If we’ve consented to collective amnesia about Orton’s woeful wanderlust into the Wyatt family compound, then we’ve almost certainly forgotten that’s where the helix detailing Orton and Styles’s shared story-line DNA first truly entwined. (They had, previously, participated in multiman mosh pits.) Orton had won 2017’s Royal Rumble match and earned a WrestleMania title match while still seemingly under Bray Wyatt’s spell. But before you could say, “Holy house of horrors,” he pulled a “gotcha!” on the bayou bogeyman (who won his first WWE Championship at Elimination Chamber in mid-February), burning his whole damn residence down, thereby executing one more heroic face turn.
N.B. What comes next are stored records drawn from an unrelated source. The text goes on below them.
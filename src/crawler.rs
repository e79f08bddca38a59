//! 定时刷新任务

use crate::server::{refresh_batch, AppContext};
use std::sync::Arc;
use std::time::Duration;
use tokio::time::sleep;
use tracing::info;

/// 运行轮询任务：按间隔刷新所有已跟踪的视频
pub async fn run_polling_task(ctx: Arc<AppContext>, interval_secs: u64) {
    let interval = Duration::from_secs(interval_secs);
    let state = Arc::clone(&ctx.state);

    while !state.should_stop() {
        let bvids = state.tracked_ids();

        if bvids.is_empty() {
            info!("[bili] No tracked videos, skipping refresh");
        } else {
            info!("[bili] Starting scheduled refresh of {} videos...", bvids.len());
            match refresh_batch(&ctx, &bvids).await {
                Some(updated) => info!(
                    "[bili] Scheduled refresh updated {}/{} videos",
                    updated.len(),
                    bvids.len()
                ),
                None => info!("[bili] Refresh already running, skipping this round"),
            }
        }

        if state.should_stop() {
            break;
        }

        info!("[bili] Waiting {}s for next refresh...", interval_secs);

        // 分段等待，以便及时响应停止信号
        let check_interval = Duration::from_secs(1);
        let mut remaining = interval;
        while remaining > Duration::ZERO && !state.should_stop() {
            let wait_time = remaining.min(check_interval);
            sleep(wait_time).await;
            remaining = remaining.saturating_sub(wait_time);
        }
    }

    info!("[bili] Polling task stopped");
}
One snag: Orton had already relinquished his title opportunity rather than threaten Wyatt’s reign (all part of the slow ruse, you see). No biggie. Randy simply had to surmount none other than AJ Styles—who was in the final leg of his last heel stretch to date—in a number-one-contender match on SmackDown that March to regain his Mania slot, placing Wyatt right back in his crosshairs. Genius! Orton won clean, took down Wyatt at Mania and captured his 13th (and, very possibly, last) world title, while Styles played antagonist-turned-graceful-winner against prodigal son Shane McMahon. As of mid-April 2017, Orton and Styles were SmackDown’s two preeminent good guys, on parallel but distinct tracks.

Next Chapter

You can’t keep a good heel down for long, and by the middle of 2018, Orton had effectively been rebooted as Legend Killer 2.0, so it only followed that he’d seek to sully the reputation of an elusive, once-in-a-generation peer.  And it just so happened that Styles’s 371-day second tenure with the WWE title had concluded in November via a Daniel Bryan blow to the balls. In the aftermath of that loss, and a subsequent defeat to Bryan at this year’s Royal Rumble, Styles was somewhat creatively exposed, in need of a nemesis who could measure up to his popularity and help carry a feud built on pride and passion rather than another shiny object around one of their waists. His and Orton’s fates had finally intersected.

Final Chapter

It’s easy to overlook that Styles only qualified for his Rumble rematch by pinning Orton in a SmackDown fatal five-way on New Year’s Day. Naturally, that moving part was far from lost on Orton, who launched his campaign of comeuppance against Styles with an absolutely awesome RKO at Elimination Chamber (neither man would win the titular cage bout). They remained peripherally in each other’s orbits until the final SmackDown of February, when Orton outright put Styles on blast (or, more accurately, brazenly dismissed him) for—in his view—misapprehending his place in the Tuesday-night pecking order. Styles could tolerate that, but no so much when Orton doubled down and questioned his backbone. So at Fastlane that Sunday, Randy tasted a flying forearm—outta nowhere. Cut to the aforementioned, heated promo work running down each man’s credentials and contrasting goalposts on the way to greatness. It is, in Styles’s own words (or those of whoever wrote them), a showdown between “first-round pick” Randy and “walk-on” AJ. By midnight on April 8, we’ll know decisively who calls the shots.

Postscript

This is a great look for both guys, a legends match between two fully active A-listers who genuinely could not have had more disparate experiences from their first steps inside a wrestling ring to this first-ever singles slugfest. As Styles has pointed out in his interviews of late, Orton is no less looming and lithe than he was as a snot-nosed rookie in Evolution. And as everyone now understands, timing and circumstance are all that prolonged Styles’s pole position as an undisputed all-time great. A respectful handshake no matter who triumphs isn’t hard to picture, but anticipating which man’s arm will be raised is where things get satisfyingly hard to predict. With Styles having publicly cheered his new contract, a win and renewed push toward top-tier championship status (maybe on Raw as an Intercontinental threat?) makes perfectly good sense. And as a 13-time world champ, Orton needn’t do much more than show his face and come off as committed to meet expectations. But there’s every reason to believe this long-in-the-making match we didn’t even realize we needed will exceed them.